Every line of the material below that holds the string "CheckResponse" should be copied.

--- START ---

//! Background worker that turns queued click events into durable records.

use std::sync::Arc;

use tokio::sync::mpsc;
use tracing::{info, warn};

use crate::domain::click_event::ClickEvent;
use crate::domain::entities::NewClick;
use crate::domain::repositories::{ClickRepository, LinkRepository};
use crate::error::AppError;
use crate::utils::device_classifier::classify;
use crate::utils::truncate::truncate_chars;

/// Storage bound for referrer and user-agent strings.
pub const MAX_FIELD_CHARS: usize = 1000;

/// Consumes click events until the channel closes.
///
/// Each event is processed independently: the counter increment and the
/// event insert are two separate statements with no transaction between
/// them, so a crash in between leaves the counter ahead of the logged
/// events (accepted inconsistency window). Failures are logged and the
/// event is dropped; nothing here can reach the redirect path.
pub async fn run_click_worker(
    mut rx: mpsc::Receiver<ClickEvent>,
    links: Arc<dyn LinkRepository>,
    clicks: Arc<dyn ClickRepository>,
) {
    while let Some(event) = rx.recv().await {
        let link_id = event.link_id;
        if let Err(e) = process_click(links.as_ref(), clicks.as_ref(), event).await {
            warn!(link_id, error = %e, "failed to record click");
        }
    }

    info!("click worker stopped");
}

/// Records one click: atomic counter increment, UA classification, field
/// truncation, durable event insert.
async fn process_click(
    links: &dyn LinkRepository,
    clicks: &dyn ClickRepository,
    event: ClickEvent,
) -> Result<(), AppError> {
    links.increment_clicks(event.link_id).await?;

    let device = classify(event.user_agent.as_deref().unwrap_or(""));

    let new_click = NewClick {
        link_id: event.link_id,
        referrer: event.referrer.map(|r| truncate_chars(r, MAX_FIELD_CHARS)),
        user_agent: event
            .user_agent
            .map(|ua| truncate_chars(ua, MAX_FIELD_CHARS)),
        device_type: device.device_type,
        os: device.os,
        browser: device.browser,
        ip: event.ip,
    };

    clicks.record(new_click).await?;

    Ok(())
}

--- END ---
--- START ---

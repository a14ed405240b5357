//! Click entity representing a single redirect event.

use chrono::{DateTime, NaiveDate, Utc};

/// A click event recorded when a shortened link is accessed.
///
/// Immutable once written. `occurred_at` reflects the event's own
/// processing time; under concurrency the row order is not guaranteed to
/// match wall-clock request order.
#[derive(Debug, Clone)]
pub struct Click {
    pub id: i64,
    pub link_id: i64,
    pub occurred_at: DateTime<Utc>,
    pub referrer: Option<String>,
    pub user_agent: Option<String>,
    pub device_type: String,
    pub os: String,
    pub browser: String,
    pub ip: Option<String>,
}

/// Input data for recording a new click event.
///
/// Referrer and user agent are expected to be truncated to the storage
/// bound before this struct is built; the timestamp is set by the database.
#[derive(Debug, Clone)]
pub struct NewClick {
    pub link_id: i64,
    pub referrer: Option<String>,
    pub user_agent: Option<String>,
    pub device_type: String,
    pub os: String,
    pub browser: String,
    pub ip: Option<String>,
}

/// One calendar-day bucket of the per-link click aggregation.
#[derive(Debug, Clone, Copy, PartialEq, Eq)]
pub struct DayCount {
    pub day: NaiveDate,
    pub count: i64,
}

--- END ---
--- START ---

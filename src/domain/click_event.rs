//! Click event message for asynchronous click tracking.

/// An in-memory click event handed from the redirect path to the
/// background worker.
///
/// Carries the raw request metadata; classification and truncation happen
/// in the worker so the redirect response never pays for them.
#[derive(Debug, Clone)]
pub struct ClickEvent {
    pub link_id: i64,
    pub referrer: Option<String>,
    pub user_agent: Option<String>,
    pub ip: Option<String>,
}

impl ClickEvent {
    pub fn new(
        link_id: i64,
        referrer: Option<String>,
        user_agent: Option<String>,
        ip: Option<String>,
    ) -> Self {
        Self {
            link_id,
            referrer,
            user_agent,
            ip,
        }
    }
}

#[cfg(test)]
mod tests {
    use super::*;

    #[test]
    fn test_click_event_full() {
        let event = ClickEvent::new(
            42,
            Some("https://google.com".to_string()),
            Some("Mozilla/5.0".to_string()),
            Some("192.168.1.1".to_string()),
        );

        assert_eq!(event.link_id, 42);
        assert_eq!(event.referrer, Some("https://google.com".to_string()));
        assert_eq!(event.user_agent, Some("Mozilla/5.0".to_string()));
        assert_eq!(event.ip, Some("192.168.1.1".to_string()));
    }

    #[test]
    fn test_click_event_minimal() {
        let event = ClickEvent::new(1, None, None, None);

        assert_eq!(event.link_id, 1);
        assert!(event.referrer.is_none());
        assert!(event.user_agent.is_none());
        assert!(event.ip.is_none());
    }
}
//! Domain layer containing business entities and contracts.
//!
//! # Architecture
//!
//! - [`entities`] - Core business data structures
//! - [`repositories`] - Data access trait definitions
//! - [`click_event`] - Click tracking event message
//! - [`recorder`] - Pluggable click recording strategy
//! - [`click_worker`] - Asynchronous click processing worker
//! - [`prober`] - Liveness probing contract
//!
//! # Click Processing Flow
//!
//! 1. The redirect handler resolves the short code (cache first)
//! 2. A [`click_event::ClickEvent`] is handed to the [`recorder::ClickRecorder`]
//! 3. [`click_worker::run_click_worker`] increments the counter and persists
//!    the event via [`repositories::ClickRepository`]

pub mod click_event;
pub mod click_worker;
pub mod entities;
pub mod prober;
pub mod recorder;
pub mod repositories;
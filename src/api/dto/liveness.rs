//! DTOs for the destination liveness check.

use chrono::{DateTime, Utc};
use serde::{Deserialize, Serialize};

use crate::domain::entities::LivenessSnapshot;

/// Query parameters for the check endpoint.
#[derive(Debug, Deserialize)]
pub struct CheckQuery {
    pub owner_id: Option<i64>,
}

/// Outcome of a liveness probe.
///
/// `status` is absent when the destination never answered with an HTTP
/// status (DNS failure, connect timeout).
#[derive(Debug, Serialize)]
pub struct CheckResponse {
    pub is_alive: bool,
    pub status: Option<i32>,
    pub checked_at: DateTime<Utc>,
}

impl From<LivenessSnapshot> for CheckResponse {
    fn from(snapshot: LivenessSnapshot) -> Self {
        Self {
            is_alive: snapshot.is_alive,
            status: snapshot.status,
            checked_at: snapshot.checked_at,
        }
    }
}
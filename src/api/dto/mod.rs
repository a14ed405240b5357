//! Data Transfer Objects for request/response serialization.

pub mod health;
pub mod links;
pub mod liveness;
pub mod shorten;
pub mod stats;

--- END ---

◆ WRITTEN RESPONSE:
pub struct CheckResponse {
impl From<LivenessSnapshot> for CheckResponse {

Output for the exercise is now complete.